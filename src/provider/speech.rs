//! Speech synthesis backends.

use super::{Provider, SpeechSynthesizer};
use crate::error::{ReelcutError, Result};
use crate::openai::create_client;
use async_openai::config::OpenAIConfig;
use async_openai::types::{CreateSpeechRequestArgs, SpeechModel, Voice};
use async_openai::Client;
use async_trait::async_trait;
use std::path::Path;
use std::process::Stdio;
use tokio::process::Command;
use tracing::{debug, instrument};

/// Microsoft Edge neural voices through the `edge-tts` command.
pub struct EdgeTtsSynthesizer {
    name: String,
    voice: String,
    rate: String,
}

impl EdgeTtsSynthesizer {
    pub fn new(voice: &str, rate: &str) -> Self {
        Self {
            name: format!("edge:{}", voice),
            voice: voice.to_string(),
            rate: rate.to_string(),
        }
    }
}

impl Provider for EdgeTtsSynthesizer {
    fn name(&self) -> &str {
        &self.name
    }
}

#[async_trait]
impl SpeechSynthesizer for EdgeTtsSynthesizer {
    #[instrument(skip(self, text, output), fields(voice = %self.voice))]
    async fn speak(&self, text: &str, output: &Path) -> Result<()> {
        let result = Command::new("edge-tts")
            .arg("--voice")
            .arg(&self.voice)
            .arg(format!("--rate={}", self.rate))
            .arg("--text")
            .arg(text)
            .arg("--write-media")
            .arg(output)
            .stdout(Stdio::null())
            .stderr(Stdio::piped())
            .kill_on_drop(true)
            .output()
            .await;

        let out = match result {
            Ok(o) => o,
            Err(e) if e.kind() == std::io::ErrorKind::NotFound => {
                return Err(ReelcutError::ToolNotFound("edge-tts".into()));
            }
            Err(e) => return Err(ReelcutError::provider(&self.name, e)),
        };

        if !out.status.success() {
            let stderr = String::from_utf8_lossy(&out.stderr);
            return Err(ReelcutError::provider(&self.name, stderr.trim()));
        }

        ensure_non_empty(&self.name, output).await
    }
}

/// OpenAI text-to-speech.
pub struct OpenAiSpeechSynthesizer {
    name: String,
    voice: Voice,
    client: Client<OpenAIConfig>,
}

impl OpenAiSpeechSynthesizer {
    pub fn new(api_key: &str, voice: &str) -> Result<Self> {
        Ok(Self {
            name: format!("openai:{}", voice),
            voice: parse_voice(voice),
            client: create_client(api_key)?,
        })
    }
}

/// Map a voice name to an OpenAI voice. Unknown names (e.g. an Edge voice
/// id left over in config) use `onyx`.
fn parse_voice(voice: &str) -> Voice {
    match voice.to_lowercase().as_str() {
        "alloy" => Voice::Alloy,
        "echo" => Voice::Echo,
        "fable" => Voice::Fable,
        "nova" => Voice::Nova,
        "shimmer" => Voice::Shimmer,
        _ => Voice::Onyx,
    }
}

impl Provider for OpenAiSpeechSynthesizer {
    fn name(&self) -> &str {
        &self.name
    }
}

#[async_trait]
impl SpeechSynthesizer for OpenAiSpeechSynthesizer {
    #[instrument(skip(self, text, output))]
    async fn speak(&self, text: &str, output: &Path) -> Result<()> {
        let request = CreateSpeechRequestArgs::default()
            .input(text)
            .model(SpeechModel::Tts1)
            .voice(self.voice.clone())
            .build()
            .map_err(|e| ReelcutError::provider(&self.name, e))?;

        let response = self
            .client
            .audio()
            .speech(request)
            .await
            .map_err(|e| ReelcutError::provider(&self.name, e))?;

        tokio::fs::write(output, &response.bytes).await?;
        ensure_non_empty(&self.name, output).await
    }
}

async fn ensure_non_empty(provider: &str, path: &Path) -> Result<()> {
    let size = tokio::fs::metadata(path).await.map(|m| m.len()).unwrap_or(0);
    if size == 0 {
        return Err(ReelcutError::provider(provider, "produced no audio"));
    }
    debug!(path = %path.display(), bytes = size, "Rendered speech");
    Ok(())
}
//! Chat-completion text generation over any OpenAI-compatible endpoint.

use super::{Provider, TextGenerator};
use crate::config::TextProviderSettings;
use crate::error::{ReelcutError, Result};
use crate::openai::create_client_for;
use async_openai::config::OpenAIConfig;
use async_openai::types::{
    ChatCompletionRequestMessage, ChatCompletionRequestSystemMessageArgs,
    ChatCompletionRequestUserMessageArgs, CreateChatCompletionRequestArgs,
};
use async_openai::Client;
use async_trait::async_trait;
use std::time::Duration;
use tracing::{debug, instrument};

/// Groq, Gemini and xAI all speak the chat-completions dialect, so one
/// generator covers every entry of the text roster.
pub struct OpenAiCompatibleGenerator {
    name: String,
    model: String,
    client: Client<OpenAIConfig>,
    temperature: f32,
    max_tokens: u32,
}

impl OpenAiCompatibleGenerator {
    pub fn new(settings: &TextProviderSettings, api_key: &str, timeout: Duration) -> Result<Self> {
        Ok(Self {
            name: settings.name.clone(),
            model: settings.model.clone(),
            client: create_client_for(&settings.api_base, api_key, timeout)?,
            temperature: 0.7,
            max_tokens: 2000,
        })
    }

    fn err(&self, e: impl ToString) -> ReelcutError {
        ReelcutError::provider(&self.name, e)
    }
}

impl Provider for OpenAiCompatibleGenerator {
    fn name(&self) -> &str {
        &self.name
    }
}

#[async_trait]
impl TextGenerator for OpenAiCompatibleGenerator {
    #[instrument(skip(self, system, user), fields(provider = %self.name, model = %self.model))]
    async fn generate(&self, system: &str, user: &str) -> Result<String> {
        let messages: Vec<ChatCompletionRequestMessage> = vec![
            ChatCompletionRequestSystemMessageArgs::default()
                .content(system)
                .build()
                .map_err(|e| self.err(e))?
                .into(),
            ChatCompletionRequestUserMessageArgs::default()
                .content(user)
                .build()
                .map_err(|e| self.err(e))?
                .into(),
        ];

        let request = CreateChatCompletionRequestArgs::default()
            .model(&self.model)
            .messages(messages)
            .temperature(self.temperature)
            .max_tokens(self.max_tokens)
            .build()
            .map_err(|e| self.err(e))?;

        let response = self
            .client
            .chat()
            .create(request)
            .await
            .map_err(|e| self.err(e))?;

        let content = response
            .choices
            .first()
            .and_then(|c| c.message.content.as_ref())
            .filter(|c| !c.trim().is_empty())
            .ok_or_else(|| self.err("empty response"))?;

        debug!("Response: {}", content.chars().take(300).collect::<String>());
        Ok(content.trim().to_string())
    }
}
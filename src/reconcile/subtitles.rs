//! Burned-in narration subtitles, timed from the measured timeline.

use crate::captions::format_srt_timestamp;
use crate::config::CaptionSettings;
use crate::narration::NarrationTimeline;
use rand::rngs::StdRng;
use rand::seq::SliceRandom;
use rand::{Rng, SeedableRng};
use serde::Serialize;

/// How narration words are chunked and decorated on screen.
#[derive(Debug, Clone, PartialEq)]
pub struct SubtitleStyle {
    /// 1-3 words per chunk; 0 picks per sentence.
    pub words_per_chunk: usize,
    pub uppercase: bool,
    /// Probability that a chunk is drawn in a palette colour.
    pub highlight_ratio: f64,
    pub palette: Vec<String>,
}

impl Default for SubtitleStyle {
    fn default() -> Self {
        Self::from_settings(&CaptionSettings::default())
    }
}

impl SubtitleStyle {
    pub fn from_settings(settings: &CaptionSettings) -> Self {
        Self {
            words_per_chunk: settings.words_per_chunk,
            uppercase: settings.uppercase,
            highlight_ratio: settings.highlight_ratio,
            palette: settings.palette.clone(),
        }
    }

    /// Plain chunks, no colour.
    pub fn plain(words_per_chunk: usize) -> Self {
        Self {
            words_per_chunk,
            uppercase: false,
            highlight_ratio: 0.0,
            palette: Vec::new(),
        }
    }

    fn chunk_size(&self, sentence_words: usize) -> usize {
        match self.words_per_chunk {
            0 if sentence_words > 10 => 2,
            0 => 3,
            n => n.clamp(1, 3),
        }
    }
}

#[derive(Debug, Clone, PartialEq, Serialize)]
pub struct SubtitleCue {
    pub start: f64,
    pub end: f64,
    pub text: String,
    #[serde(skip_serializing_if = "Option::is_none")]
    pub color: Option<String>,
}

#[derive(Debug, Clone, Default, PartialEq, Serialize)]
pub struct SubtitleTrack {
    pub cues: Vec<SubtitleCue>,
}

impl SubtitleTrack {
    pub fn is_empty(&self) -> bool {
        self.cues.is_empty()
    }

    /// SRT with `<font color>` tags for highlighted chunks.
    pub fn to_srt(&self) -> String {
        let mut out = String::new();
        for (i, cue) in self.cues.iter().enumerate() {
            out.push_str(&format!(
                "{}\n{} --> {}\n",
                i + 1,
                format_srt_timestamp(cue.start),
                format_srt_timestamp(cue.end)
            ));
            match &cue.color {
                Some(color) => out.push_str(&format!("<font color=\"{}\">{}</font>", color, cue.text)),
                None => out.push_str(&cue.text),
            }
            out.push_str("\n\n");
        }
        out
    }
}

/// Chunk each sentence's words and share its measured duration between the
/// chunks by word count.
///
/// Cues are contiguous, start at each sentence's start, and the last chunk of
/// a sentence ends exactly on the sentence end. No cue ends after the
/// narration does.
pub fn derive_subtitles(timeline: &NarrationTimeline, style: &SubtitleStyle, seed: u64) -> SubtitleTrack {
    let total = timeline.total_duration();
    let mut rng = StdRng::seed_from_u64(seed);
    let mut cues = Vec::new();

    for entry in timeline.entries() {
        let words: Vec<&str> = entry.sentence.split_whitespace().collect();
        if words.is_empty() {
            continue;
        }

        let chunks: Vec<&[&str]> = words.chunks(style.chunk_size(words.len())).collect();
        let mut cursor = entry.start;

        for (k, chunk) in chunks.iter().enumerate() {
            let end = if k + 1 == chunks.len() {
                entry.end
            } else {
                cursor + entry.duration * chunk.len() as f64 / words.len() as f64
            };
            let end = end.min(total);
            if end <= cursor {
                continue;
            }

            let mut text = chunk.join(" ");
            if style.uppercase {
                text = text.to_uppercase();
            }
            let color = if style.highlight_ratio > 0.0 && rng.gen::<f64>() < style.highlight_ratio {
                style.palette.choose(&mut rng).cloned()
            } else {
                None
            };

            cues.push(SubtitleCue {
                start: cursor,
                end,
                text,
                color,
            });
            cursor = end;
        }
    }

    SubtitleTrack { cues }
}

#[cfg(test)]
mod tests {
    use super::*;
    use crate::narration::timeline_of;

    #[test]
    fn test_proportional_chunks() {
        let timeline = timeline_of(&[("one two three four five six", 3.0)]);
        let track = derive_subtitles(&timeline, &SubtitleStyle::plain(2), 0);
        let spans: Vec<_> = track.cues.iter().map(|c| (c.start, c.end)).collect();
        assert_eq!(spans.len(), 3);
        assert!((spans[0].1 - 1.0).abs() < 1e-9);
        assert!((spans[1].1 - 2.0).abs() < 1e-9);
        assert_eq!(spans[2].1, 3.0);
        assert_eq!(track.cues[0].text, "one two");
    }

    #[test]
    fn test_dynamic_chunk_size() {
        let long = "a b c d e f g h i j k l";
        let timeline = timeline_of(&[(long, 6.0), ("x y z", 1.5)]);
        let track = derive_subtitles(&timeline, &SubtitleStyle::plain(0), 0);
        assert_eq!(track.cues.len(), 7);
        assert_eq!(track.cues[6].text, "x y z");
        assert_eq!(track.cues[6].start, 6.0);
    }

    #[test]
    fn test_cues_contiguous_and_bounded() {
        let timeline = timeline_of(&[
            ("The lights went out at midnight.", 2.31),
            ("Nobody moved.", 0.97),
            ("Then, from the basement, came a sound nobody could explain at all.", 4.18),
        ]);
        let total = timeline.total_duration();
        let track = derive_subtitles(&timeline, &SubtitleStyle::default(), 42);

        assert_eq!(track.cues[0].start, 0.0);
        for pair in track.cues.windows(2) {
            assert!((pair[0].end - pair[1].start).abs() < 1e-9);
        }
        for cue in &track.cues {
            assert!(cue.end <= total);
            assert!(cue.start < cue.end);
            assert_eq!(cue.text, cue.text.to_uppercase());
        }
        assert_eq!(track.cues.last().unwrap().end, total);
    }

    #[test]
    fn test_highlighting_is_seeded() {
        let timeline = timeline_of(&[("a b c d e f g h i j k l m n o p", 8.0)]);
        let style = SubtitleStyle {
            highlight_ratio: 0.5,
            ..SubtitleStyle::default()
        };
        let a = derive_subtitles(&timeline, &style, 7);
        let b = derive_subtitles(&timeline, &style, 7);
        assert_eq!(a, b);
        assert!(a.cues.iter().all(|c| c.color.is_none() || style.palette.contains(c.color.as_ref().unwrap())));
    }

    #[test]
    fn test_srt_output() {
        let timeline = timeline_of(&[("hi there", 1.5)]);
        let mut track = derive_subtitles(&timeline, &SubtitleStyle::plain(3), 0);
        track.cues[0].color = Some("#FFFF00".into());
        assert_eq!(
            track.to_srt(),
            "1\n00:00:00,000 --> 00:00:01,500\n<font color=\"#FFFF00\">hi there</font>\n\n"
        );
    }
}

▶ [Activity]: Scan the records above, then copy out each line that mentions "Some".

▶ [Your response]:
                Some(color) => out.push_str(&format!("<font color=\"{}\">{}</font>", color, cue.text)),
        track.cues[0].color = Some("#FFFF00".into());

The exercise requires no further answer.